#### Prompt:
Count the lines below that contain the word "Copy", and reply with that number alone.

Start of Listed records

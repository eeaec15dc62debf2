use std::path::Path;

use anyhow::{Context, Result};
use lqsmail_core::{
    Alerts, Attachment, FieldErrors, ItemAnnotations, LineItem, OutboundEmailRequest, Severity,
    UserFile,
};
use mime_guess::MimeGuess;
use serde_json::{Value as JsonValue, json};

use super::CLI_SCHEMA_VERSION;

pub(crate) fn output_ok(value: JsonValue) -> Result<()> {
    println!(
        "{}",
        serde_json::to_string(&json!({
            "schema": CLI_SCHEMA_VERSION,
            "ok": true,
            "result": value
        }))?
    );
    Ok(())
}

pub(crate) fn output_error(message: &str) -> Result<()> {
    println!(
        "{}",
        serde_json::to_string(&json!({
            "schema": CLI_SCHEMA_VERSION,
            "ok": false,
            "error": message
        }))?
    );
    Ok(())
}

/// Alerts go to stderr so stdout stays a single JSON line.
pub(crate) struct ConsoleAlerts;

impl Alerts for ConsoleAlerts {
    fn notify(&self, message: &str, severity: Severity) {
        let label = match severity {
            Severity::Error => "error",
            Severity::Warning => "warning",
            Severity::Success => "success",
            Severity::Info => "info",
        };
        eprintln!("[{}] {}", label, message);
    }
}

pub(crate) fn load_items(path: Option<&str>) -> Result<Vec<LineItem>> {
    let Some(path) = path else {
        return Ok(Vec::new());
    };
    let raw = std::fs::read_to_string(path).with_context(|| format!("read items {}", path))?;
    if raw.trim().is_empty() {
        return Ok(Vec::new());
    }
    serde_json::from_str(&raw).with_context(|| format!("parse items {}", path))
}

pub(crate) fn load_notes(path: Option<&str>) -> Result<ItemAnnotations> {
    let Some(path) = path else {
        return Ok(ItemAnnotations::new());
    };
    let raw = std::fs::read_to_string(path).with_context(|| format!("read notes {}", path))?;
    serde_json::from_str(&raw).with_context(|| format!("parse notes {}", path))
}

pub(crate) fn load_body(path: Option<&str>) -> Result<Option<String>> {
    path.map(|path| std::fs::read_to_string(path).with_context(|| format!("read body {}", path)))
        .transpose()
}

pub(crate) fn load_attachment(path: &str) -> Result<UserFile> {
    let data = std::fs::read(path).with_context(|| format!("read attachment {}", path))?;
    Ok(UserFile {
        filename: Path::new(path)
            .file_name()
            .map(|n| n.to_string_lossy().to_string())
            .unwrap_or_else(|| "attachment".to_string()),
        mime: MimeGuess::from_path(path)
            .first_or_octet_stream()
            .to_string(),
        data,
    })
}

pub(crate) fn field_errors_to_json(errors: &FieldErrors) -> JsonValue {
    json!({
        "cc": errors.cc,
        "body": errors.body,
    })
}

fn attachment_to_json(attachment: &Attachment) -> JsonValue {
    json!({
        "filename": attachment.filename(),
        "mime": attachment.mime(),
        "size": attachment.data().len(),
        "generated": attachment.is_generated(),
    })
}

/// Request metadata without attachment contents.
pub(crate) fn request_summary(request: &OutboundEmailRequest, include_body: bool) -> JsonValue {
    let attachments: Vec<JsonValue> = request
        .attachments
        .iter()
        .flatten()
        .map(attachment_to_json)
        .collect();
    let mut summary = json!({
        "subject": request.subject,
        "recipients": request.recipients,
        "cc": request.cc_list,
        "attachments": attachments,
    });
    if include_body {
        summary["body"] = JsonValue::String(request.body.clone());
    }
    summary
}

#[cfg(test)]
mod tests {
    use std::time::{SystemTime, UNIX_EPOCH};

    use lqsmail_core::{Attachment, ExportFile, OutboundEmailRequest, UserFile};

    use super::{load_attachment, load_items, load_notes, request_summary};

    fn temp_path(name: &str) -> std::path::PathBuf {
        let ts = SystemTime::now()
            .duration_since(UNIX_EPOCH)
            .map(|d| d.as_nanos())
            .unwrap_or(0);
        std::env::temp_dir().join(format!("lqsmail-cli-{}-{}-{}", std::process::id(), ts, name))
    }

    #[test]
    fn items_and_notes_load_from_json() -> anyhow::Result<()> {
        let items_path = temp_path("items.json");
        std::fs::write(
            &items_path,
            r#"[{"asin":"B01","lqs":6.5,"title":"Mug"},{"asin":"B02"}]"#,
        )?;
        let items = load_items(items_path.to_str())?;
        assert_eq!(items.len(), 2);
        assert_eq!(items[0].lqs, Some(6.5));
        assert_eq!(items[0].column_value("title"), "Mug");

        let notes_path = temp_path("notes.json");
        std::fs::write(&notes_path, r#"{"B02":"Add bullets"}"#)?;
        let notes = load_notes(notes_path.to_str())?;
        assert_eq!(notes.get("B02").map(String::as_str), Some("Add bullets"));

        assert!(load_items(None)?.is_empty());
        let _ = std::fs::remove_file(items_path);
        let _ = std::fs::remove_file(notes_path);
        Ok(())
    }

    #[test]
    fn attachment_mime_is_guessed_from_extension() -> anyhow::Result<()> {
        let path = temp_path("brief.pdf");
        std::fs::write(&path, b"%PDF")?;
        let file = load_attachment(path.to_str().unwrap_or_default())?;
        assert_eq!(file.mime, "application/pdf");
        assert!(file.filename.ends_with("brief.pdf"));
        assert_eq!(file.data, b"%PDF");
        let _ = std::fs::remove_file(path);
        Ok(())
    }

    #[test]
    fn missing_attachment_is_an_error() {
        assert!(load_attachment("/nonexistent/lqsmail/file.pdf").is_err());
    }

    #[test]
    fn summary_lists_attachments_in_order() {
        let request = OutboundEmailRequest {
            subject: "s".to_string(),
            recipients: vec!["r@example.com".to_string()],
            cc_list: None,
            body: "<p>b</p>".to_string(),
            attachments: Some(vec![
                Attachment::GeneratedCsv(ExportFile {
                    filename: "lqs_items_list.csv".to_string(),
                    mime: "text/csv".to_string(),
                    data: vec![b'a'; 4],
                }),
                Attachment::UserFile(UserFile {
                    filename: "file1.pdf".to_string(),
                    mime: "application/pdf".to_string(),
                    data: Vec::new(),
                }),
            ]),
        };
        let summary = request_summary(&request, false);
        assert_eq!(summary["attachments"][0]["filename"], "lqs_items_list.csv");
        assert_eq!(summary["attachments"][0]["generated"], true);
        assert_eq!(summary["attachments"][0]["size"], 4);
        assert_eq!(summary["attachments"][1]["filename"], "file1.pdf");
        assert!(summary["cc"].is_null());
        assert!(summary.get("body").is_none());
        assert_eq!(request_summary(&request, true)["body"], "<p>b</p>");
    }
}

End of Listed records
Start of Listed records

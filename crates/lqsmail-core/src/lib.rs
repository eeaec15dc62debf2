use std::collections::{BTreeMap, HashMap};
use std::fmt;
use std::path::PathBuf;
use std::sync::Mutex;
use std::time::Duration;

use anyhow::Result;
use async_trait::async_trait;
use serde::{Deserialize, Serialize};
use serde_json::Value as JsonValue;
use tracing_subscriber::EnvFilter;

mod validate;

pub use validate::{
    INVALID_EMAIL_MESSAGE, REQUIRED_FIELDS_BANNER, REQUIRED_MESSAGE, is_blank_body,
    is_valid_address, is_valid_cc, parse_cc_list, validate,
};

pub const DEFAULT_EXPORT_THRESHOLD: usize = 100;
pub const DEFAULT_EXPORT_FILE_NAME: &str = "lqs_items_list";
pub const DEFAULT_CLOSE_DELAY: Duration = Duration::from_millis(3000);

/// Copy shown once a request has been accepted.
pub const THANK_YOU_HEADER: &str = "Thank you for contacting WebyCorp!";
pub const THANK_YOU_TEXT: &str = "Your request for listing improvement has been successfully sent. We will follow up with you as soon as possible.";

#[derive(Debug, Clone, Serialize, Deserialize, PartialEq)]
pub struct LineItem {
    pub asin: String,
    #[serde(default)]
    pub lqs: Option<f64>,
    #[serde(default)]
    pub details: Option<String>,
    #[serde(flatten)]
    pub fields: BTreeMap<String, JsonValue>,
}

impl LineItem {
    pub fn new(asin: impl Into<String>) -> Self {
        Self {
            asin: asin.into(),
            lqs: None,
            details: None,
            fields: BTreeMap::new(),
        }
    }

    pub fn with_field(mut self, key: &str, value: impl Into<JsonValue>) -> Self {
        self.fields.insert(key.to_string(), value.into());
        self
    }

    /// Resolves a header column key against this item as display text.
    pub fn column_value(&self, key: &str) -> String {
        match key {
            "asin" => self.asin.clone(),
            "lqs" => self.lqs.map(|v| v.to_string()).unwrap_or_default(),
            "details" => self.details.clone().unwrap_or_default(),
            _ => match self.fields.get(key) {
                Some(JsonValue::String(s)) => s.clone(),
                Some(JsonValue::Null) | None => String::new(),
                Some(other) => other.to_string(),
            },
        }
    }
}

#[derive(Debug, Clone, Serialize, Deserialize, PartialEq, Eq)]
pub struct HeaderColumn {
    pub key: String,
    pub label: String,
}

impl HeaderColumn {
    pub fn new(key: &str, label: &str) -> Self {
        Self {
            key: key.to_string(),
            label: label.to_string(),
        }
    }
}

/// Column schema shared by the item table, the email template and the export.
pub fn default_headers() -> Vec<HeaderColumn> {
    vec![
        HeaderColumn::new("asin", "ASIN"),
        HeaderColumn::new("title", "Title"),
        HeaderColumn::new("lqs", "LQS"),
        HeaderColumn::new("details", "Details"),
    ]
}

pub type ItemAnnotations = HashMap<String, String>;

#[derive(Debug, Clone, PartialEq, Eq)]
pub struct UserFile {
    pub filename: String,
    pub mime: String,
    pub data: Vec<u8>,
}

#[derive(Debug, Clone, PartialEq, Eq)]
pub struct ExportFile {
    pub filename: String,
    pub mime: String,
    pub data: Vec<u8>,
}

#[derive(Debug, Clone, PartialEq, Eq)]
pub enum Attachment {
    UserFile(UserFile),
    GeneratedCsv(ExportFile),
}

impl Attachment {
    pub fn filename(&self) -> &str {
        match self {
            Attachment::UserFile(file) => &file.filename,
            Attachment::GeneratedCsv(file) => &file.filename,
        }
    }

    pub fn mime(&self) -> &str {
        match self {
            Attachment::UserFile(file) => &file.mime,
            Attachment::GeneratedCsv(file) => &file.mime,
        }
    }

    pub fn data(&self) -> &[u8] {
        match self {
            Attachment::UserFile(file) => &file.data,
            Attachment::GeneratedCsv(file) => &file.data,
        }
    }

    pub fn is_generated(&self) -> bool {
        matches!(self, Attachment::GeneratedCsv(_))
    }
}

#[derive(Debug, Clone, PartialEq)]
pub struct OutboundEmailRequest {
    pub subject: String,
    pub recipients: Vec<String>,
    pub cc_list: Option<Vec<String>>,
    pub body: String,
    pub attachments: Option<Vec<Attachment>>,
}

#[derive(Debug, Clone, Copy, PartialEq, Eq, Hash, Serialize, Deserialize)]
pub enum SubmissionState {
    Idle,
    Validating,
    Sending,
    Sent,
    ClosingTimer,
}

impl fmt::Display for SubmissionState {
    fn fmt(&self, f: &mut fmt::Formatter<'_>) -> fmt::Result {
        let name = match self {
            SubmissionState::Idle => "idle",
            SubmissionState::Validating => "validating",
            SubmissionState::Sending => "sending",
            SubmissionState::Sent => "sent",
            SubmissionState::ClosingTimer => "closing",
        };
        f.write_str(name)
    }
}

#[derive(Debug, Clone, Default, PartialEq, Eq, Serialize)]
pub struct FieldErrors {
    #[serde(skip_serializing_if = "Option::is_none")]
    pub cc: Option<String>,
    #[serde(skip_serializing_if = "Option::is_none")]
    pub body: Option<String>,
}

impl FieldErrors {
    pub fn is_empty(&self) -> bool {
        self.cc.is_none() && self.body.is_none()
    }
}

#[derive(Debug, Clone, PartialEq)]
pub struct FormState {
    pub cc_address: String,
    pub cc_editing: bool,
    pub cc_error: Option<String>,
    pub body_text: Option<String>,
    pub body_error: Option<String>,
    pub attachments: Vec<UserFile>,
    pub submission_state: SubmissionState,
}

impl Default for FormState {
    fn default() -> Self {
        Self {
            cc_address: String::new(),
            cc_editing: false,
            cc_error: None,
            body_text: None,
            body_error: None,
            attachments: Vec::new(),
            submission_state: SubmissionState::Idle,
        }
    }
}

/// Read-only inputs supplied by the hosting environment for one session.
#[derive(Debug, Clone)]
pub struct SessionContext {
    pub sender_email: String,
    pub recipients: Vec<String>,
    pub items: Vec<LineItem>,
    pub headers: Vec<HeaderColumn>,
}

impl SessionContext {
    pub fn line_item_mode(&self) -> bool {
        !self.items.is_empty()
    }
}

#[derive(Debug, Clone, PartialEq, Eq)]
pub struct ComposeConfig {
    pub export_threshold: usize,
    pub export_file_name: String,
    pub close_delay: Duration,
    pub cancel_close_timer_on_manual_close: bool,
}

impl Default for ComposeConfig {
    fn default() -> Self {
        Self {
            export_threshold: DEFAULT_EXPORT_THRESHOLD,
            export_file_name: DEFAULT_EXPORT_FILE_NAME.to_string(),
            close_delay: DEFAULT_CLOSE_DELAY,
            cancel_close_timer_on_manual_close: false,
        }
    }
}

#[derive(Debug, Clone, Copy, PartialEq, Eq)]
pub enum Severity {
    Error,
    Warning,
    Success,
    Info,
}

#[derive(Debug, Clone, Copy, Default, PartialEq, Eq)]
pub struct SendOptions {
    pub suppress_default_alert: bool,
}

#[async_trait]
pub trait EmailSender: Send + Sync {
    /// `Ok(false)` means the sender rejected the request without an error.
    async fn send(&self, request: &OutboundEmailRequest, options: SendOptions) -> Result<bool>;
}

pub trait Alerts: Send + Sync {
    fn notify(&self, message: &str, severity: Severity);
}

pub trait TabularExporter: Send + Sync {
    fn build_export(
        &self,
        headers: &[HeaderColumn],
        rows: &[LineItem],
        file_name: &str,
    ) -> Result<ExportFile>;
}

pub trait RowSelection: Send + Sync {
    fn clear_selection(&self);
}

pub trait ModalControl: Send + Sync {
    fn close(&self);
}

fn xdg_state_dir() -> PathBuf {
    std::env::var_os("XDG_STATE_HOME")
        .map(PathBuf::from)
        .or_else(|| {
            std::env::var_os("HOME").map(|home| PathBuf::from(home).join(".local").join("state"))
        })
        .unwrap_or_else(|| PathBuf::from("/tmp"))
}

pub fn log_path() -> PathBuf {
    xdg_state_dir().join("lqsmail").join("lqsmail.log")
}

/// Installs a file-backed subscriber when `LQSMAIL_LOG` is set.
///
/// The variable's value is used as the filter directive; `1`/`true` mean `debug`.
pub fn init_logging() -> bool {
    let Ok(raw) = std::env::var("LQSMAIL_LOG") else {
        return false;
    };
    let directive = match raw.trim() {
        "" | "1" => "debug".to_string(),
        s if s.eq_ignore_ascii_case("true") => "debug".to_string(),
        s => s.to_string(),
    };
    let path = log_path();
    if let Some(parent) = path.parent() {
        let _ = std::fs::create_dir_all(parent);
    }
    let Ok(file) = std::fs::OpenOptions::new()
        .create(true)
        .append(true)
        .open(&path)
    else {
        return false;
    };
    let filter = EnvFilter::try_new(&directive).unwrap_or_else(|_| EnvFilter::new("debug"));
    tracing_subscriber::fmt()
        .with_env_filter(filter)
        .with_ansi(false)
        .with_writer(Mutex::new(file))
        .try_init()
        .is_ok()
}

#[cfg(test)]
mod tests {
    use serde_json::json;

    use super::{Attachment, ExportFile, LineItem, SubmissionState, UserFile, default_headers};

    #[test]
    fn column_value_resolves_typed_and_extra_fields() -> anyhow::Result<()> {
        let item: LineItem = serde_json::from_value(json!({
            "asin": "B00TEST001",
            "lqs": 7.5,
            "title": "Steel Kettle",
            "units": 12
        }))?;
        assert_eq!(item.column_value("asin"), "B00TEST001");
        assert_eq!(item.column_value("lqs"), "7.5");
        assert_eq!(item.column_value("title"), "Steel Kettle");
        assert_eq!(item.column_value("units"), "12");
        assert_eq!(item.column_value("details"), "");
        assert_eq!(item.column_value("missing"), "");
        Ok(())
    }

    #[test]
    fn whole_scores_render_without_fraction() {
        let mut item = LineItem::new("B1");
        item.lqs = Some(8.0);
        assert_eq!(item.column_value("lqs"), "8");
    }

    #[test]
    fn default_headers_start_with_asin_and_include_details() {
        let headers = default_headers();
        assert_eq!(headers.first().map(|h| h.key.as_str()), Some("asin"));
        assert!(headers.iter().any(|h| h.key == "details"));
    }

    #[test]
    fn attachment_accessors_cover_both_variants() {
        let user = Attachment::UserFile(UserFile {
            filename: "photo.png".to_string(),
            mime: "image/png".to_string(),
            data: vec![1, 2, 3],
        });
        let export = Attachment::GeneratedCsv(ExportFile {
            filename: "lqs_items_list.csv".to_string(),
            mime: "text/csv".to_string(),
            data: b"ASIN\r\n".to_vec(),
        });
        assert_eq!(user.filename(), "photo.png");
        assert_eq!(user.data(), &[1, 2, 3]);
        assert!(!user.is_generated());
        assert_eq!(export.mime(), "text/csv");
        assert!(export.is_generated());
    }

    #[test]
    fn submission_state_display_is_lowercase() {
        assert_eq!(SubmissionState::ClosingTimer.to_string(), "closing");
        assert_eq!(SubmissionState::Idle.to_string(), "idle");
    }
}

End of Listed records
Start of Listed records

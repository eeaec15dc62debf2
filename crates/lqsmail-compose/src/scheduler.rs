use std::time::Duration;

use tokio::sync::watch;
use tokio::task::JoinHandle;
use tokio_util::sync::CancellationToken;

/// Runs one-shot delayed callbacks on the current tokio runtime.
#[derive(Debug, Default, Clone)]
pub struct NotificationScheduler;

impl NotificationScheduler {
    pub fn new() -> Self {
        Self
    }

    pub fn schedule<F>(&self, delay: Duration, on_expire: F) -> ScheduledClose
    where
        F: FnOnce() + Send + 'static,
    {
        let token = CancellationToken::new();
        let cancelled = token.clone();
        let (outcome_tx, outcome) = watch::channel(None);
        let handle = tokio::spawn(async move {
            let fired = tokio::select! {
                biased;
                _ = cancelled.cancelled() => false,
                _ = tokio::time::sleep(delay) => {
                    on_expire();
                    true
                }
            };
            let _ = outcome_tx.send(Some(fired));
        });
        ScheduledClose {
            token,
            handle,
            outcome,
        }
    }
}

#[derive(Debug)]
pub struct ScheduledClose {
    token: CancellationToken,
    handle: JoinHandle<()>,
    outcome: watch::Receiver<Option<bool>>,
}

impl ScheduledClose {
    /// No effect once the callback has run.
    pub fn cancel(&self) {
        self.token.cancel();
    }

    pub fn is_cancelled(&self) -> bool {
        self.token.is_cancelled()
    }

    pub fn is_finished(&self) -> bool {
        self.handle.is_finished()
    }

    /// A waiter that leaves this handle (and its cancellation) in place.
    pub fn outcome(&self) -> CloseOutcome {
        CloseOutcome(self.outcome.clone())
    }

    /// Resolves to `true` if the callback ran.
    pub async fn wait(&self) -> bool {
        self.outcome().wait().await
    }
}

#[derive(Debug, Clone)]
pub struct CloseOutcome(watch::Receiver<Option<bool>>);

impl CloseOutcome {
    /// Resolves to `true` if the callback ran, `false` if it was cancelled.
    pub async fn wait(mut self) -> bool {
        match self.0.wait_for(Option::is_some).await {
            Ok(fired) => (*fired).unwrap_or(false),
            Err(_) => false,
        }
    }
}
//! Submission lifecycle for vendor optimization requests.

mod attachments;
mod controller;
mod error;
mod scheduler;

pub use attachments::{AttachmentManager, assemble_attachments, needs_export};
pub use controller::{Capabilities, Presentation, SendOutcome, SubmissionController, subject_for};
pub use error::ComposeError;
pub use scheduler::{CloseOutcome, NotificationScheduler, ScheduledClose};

End of Listed records

#### Result for this exercise:
4